I've held both but haven't shot either. If your looking into a 9mm I would personally go CZ! I dont know what it is but that P-07 DUTY just won me over when I held it. The XD will give you some extra goodies and what not, you'll just have to sum it all up.


----------



## dexcop (Feb 4, 2011)

I have both the XD9 service and the Sub Compact. I am going to shoot IDPA one of these days,so I will use the service. The sc wears nice and is easy to conceal. I have fired more the a 1000 rounds and have not had 1 problem other then getting hit in the head with one ejected case. The rest is up to you. The cz is a bit much to try and hide .My SC even goes to church with me ,and you know what the old folks would say if they knew.LOL


----------



## capman (Aug 4, 2011)

*cz p07*

Handled both and went with CZ. Have shot guns with exposed hammers for over 50 yrs and prefer them. I do own several Glocks but prefer the CZ P07 duty. Will give a range report in a couple of weeks if anyone desires. By the way own several CZ's , 1911's and others.


----------



## cooper623 (Feb 11, 2011)

personally i would go with the CZ, but thats only because its a hammer gun with DA/SA which is something that i really prefer in guns. However, the XD is a very good gun. If i were in your situation, i would dry fire both guns because they will have notably different trigger pulls and usually people tend to favor either striker fired trigger pulls (XD) or hammer fired trigger pulls (CZ) and despite being overlooked, the trigger pull is a very important aspect both in how much you like to fire the gun, and how accurately you are able to shoot with the gun. Good luck, and let us know which you go with.


----------



## jakeleinen1 (Jul 20, 2011)

I like the CZ better

XD's look ugly IMO I can't believe how springfield has gotten so many people to purchase them... If not the CZ then GLock (prettier in my opinion)


----------



## cclaxton (Jul 10, 2011)

*Cz for learning*

I own a Cz 2075 RAMI Polymer and I love it. I have seriously considered an XDM for IDPA, BUT the grip safety can be an issue in competition. If you miss a shot because you didn't hold the grip safety properly....not good. Or, if you miss a defensive shot because you didn't hold the grip safety...could be worse.
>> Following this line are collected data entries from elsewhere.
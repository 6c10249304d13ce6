//! LightSense device layer
//!
//! Builds the user-facing operations on top of [`lightsense_protocol`]:
//!
//! - [`DeviceSession`]: scoped one-shot configuration of the five channel
//!   slots (wavelength, zero error, gain error), channel selection and
//!   commit, and internal voltage reference calibration.
//! - [`MeasurementPoller`]: a background sampling loop with a dedicated
//!   connection, lock-protected latest value and terminal error, swappable
//!   value sink, and cooperative cancellation.
//!
//! # Example
//!
//! ```rust,ignore
//! use lightsense_device::{DeviceSession, MeasurementPoller, PollerConfig};
//!
//! let config = DeviceSession::scoped(&connector, &Default::default(), |s| s.read_channel(0))?;
//!
//! let mut poller = MeasurementPoller::new(PollerConfig::default());
//! poller.start(&connector, 0, None)?;
//! let latest = poller.sample();
//! let error = poller.request_stop_and_join();
//! ```

mod error;
mod parameter;
mod poller;
mod session;
mod sink;

pub use error::*;
pub use parameter::*;
pub use poller::*;
pub use session::*;
pub use sink::*;
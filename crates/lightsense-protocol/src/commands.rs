//! Commands understood by the light-sensor firmware.
//!
//! Commands fall into a few groups:
//! - Session control (`nop`, `prompt_off`)
//! - Measurement (`meas_start`, `meas_stop`, `meas_get_val`)
//! - Channel configuration (`conf_select`, `conf_commit`, `conf_get_*`, `conf_set_*`)
//! - Internal voltage reference calibration (`int_ref_*`)

use crate::error::{ProtocolError, ProtocolResult};
use crate::framer::encode_command;
use std::str::FromStr;

/// Number of configuration channels on the reference instrument.
pub const CHANNEL_COUNT: u8 = 5;

/// Wire token for "no value" in `conf_set_*` commands.
pub const NONE_VALUE: &str = "NONE";

/// Per-channel parameters that can be read and written.
#[derive(Debug, Clone, Copy, PartialEq, Eq, Hash)]
pub enum ChannelParam {
    /// Wavelength the channel is calibrated for (`wavelength`).
    Wavelength,
    /// ADC zero offset (`zero_error`).
    ZeroError,
    /// Gain correction coefficient (`gain_error`).
    GainError,
}

impl ChannelParam {
    /// The parameter name used in commands.
    pub fn as_str(&self) -> &'static str {
        match self {
            ChannelParam::Wavelength => "wavelength",
            ChannelParam::ZeroError => "zero_error",
            ChannelParam::GainError => "gain_error",
        }
    }
}

impl FromStr for ChannelParam {
    type Err = ProtocolError;

    /// Parse a parameter from its command name.
    fn from_str(s: &str) -> ProtocolResult<ChannelParam> {
        match s {
            "wavelength" => Ok(ChannelParam::Wavelength),
            "zero_error" => Ok(ChannelParam::ZeroError),
            "gain_error" => Ok(ChannelParam::GainError),
            other => Err(ProtocolError::InvalidCommand(format!(
                "unknown channel parameter '{}'",
                other
            ))),
        }
    }
}

/// Commands that can be sent to the instrument.
#[derive(Debug, Clone, PartialEq)]
pub enum Command {
    // ========== Session ==========
    /// No-op. Used as a liveness ping and to collect the result of the
    /// previous configuration command.
    Nop,

    /// Disable the interactive prompt and local echo.
    PromptOff,

    // ========== Measurement ==========
    /// Start measuring on the selected channel.
    MeasStart,

    /// Stop measuring.
    MeasStop,

    /// Read the latest measured value.
    MeasGetValue,

    // ========== Channel Configuration ==========
    /// Select the channel used for measurement.
    ConfSelect {
        /// Channel index.
        channel: u8,
    },

    /// Persist a channel's working parameters to non-volatile storage.
    ConfCommit {
        /// Channel index.
        channel: u8,
    },

    /// Read one parameter of a channel.
    ConfGet {
        /// Parameter to read.
        param: ChannelParam,
        /// Channel index.
        channel: u8,
    },

    /// Write one parameter of a channel. `None` clears it.
    ConfSet {
        /// Parameter to write.
        param: ChannelParam,
        /// Channel index.
        channel: u8,
        /// Formatted value, or `None` for `NONE`.
        value: Option<String>,
    },

    // ========== Voltage Reference ==========
    /// Calibrate the internal voltage reference against the current supply.
    IntRefCalibrate,

    /// Persist the voltage reference calibration.
    IntRefCommit,

    /// Ask whether the voltage reference has been calibrated.
    IntRefIsCalibrated,

    // ========== Raw ==========
    /// Send a raw command string.
    Raw {
        /// The raw command text.
        command: String,
    },
}

impl Command {
    /// Encode the command as a line to send to the instrument.
    /// Returns the bytes to send (including the `\r\n` terminator).
    pub fn encode(&self) -> Vec<u8> {
        encode_command(&self.to_command_string())
    }

    /// Get the command string without the terminator.
    pub fn to_command_string(&self) -> String {
        match self {
            Command::Nop => "nop".to_string(),
            Command::PromptOff => "prompt_off".to_string(),

            Command::MeasStart => "meas_start".to_string(),
            Command::MeasStop => "meas_stop".to_string(),
            Command::MeasGetValue => "meas_get_val".to_string(),

            Command::ConfSelect { channel } => format!("conf_select:{}", channel),
            Command::ConfCommit { channel } => format!("conf_commit:{}", channel),
            Command::ConfGet { param, channel } => {
                format!("conf_get_{}:{}", param.as_str(), channel)
            }
            Command::ConfSet {
                param,
                channel,
                value,
            } => format!(
                "conf_set_{}:{}:{}",
                param.as_str(),
                channel,
                value.as_deref().unwrap_or(NONE_VALUE)
            ),

            Command::IntRefCalibrate => "int_ref_calibrate".to_string(),
            Command::IntRefCommit => "int_ref_commit".to_string(),
            Command::IntRefIsCalibrated => "int_ref_is_calibrated".to_string(),

            Command::Raw { command } => command.clone(),
        }
    }

    /// Parse a command line (without terminator) as received by the instrument.
    ///
    /// Unknown command words are rejected; use [`Command::Raw`] to send
    /// arbitrary text.
    pub fn parse(line: &str) -> ProtocolResult<Command> {
        let line = line.trim();
        let mut parts = line.split(':');
        let head = parts.next().unwrap_or_default();
        let args: Vec<&str> = parts.collect();

        let simple = match head {
            "nop" => Some(Command::Nop),
            "prompt_off" => Some(Command::PromptOff),
            "meas_start" => Some(Command::MeasStart),
            "meas_stop" => Some(Command::MeasStop),
            "meas_get_val" => Some(Command::MeasGetValue),
            "int_ref_calibrate" => Some(Command::IntRefCalibrate),
            "int_ref_commit" => Some(Command::IntRefCommit),
            "int_ref_is_calibrated" => Some(Command::IntRefIsCalibrated),
            _ => None,
        };
        if let Some(cmd) = simple {
            if !args.is_empty() {
                return Err(ProtocolError::InvalidCommand(line.to_string()));
            }
            return Ok(cmd);
        }

        let channel = |s: Option<&&str>| -> ProtocolResult<u8> {
            s.and_then(|s| s.parse().ok())
                .ok_or_else(|| ProtocolError::InvalidCommand(line.to_string()))
        };

        match (head, args.len()) {
            ("conf_select", 1) => Ok(Command::ConfSelect {
                channel: channel(args.first())?,
            }),
            ("conf_commit", 1) => Ok(Command::ConfCommit {
                channel: channel(args.first())?,
            }),
            (h, 1) if h.starts_with("conf_get_") => {
                let param: ChannelParam = h["conf_get_".len()..]
                    .parse()
                    .map_err(|_| ProtocolError::InvalidCommand(line.to_string()))?;
                Ok(Command::ConfGet {
                    param,
                    channel: channel(args.first())?,
                })
            }
            (h, 2) if h.starts_with("conf_set_") => {
                let param: ChannelParam = h["conf_set_".len()..]
                    .parse()
                    .map_err(|_| ProtocolError::InvalidCommand(line.to_string()))?;
                let value = match args[1] {
                    NONE_VALUE => None,
                    v => Some(v.to_string()),
                };
                Ok(Command::ConfSet {
                    param,
                    channel: channel(args.first())?,
                    value,
                })
            }
            _ => Err(ProtocolError::InvalidCommand(line.to_string())),
        }
    }
}

impl std::fmt::Display for Command {
    fn fmt(&self, f: &mut std::fmt::Formatter<'_>) -> std::fmt::Result {
        f.write_str(&self.to_command_string())
    }
}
Secondly, the triggers are quite different: The XD has a trigger safety, and the feel of the trigger will be quite different than the Cz. The Cz will have a traditional DA/SA hammer operation, which I prefer. Also, the Cz comes with a safety and decocker...the decocker is a good feature to have if this is your first pistol...comfort level of a safe decock is good while learning. Also, safety is handy while learning. Make sure you have dry-fired the Cz before purchase to make sure you are comfortable with the trigger and how your hand fits the grip and trigger...they tend towards being long between grip and trigger. Also, I like to dry-fire a lot to build up muscle and tone, and a striker-fired handgun must be cocked every single time. That means you must pull back the slide, at least part-way, each time you want to do a dry-fire. With DA mode in the Cz, you can dry-fire every time you pull the trigger, and although harder pull, is exactly what helps to exercize your hand to build-up muscle and excellent for trigger practice. I probably do at least 200 dry-fire exercises every day with my Cz and my S&W Bodyguard 380. Imagine doing that where you have to pull the slide back each time.
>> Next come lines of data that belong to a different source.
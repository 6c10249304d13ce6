//! Classification of response lines.
//!
//! The firmware answers every command with a single line. Most lines are one
//! of a small set of sentinels; the rest carry a payload (a number for reads
//! and samples).

use std::fmt;

/// A classified response line.
#[derive(Debug, Clone, PartialEq)]
pub enum Response {
    /// `OK`.
    Ok,
    /// `ERROR`, or a longer line containing it. Holds the trimmed line.
    Error(String),
    /// `NA` or `NONE`: the requested value is not set.
    NotAvailable,
    /// `NO_CONF_SELECTED`: measurement requested without a selected channel.
    NoConfigSelected,
    /// `CHECK_FAILED`: the supply voltage check failed before sampling.
    CheckFailed,
    /// `TRUE`.
    True,
    /// `FALSE`.
    False,
    /// `ERRORS_CLEARED`: pending errors were cleared by `meas_stop`.
    ErrorsCleared,
    /// A numeric payload, kept as text so integer values stay exact.
    Numeric(String),
    /// Anything else.
    Text(String),
    /// No line (an empty line, or no line before the deadline).
    Empty,
}

impl Response {
    /// Classify a raw line.
    ///
    /// Sentinels are matched as the whole trimmed line first. Only the
    /// error-family sentinels also match when embedded in a longer line, and
    /// they win over a numeric payload.
    pub fn parse(line: &str) -> Response {
        let text = line.trim();
        if text.is_empty() {
            return Response::Empty;
        }

        match text {
            "OK" => return Response::Ok,
            "ERROR" => return Response::Error(text.to_string()),
            "NA" | "NONE" => return Response::NotAvailable,
            "NO_CONF_SELECTED" => return Response::NoConfigSelected,
            "CHECK_FAILED" => return Response::CheckFailed,
            "TRUE" => return Response::True,
            "FALSE" => return Response::False,
            "ERRORS_CLEARED" => return Response::ErrorsCleared,
            _ => {}
        }

        if text.contains("CHECK_FAILED") {
            return Response::CheckFailed;
        }
        if text.contains("NO_CONF_SELECTED") {
            return Response::NoConfigSelected;
        }
        if text.contains("ERROR") {
            return Response::Error(text.to_string());
        }

        if text.parse::<f64>().is_ok_and(f64::is_finite) {
            return Response::Numeric(text.to_string());
        }

        // A prompt or echo may precede the acknowledgement on the same line.
        if text.split_whitespace().any(|word| word == "OK") {
            return Response::Ok;
        }

        Response::Text(text.to_string())
    }

    /// Classify raw bytes. Invalid UTF-8 is replaced rather than rejected.
    pub fn from_bytes(line: &[u8]) -> Response {
        Response::parse(&String::from_utf8_lossy(line))
    }

    /// Check if this is an `OK` acknowledgement.
    pub fn is_ok(&self) -> bool {
        matches!(self, Response::Ok)
    }

    /// Check if this is an error.
    pub fn is_error(&self) -> bool {
        matches!(self, Response::Error(_))
    }

    /// Check if nothing was received.
    pub fn is_empty(&self) -> bool {
        matches!(self, Response::Empty)
    }

    /// The numeric payload as a float, if any.
    pub fn as_f64(&self) -> Option<f64> {
        match self {
            Response::Numeric(text) => text.parse().ok(),
            _ => None,
        }
    }
}

impl fmt::Display for Response {
    fn fmt(&self, f: &mut fmt::Formatter<'_>) -> fmt::Result {
        match self {
            Response::Ok => f.write_str("OK"),
            Response::Error(text) | Response::Numeric(text) => f.write_str(text),
            Response::NotAvailable => f.write_str("NA"),
            Response::NoConfigSelected => f.write_str("NO_CONF_SELECTED"),
            Response::CheckFailed => f.write_str("CHECK_FAILED"),
            Response::True => f.write_str("TRUE"),
            Response::False => f.write_str("FALSE"),
            Response::ErrorsCleared => f.write_str("ERRORS_CLEARED"),
            Response::Text(text) => write!(f, "{:?}", text),
            Response::Empty => f.write_str("<empty>"),
        }
    }
}

/// Typed conversion of a value-carrying response.
///
/// Returns `None` when the response does not have the expected shape.
/// `NA`/`NONE` never reach the converter; the client maps them to an absent
/// value first.
pub trait FromResponse: Sized {
    /// Name of the expected payload, used in error messages.
    const EXPECTED: &'static str;

    /// Convert the response.
    fn from_response(response: &Response) -> Option<Self>;
}

macro_rules! numeric_from_response {
    ($($ty:ty => $name:literal),* $(,)?) => {
        $(
            impl FromResponse for $ty {
                const EXPECTED: &'static str = $name;

                fn from_response(response: &Response) -> Option<Self> {
                    match response {
                        Response::Numeric(text) => text.parse().ok(),
                        _ => None,
                    }
                }
            }
        )*
    };
}

numeric_from_response! {
    u8 => "integer",
    u16 => "integer",
    i16 => "integer",
    i32 => "integer",
    f64 => "number",
}

impl FromResponse for bool {
    const EXPECTED: &'static str = "TRUE or FALSE";

    fn from_response(response: &Response) -> Option<Self> {
        match response {
            Response::True => Some(true),
            Response::False => Some(false),
            _ => None,
        }
    }
}
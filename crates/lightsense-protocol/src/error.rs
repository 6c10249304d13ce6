//! Error types for the LightSense protocol.

use crate::responses::Response;
use thiserror::Error;

/// Errors that can occur while talking to the instrument.
#[derive(Debug, Error)]
pub enum ProtocolError {
    /// The link failed to read or write. Fatal for the current connection.
    #[error("transport failure: {0}")]
    Transport(#[from] std::io::Error),

    /// Unterminated bytes exceeded the framer's buffer limit.
    #[error("buffer overflow: max {max} bytes, got {actual}")]
    BufferOverflow {
        /// Configured buffer limit.
        max: usize,
        /// Residual length that violated the limit.
        actual: usize,
    },

    /// The instrument replied with a payload of the wrong shape.
    #[error("unparsable response to '{command}': expected {expected}, got {text:?}")]
    UnparsableResponse {
        /// Command whose reply could not be converted.
        command: String,
        /// The offending response text.
        text: String,
        /// Name of the expected payload type.
        expected: &'static str,
    },

    /// The instrument answered with an explicit `ERROR` sentinel.
    #[error("device rejected '{command}': {response}")]
    DeviceRejected {
        /// The rejected command.
        command: String,
        /// The full response line.
        response: String,
    },

    /// The reply was neither the expected acknowledgement nor `ERROR`.
    /// An exchange that timed out lands here with [`Response::Empty`].
    #[error("'{command}' not acknowledged: got {response}")]
    Unacknowledged {
        /// The command that was not acknowledged.
        command: String,
        /// What came back instead.
        response: Response,
    },

    /// A command line could not be parsed.
    #[error("invalid command: {0}")]
    InvalidCommand(String),
}

impl ProtocolError {
    /// Errors that leave the connection unusable. These are never retried.
    pub fn is_fatal(&self) -> bool {
        matches!(
            self,
            ProtocolError::Transport(_) | ProtocolError::BufferOverflow { .. }
        )
    }

    /// Short stable label, used for metrics and log fields.
    pub fn kind_label(&self) -> &'static str {
        match self {
            ProtocolError::Transport(_) => "transport",
            ProtocolError::BufferOverflow { .. } => "buffer_overflow",
            ProtocolError::UnparsableResponse { .. } => "unparsable",
            ProtocolError::DeviceRejected { .. } => "rejected",
            ProtocolError::Unacknowledged { .. } => "unacknowledged",
            ProtocolError::InvalidCommand(_) => "invalid_command",
        }
    }
}

/// Result type alias for protocol operations.
pub type ProtocolResult<T> = Result<T, ProtocolError>;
Overall, I think the Cz would be a better first gun than the XD for operation and safety and dry-fire exercize. You will eventually get a striker-fired and you have plenty to choose from. If you plan to carry, look at the Kahr PM9 or Kimber Solo. Reliability-wise the Cz and XD are the same, although I have heard less stories about jammed ammo from Cz's. (Just my experience)

Good luck and be safe!


----------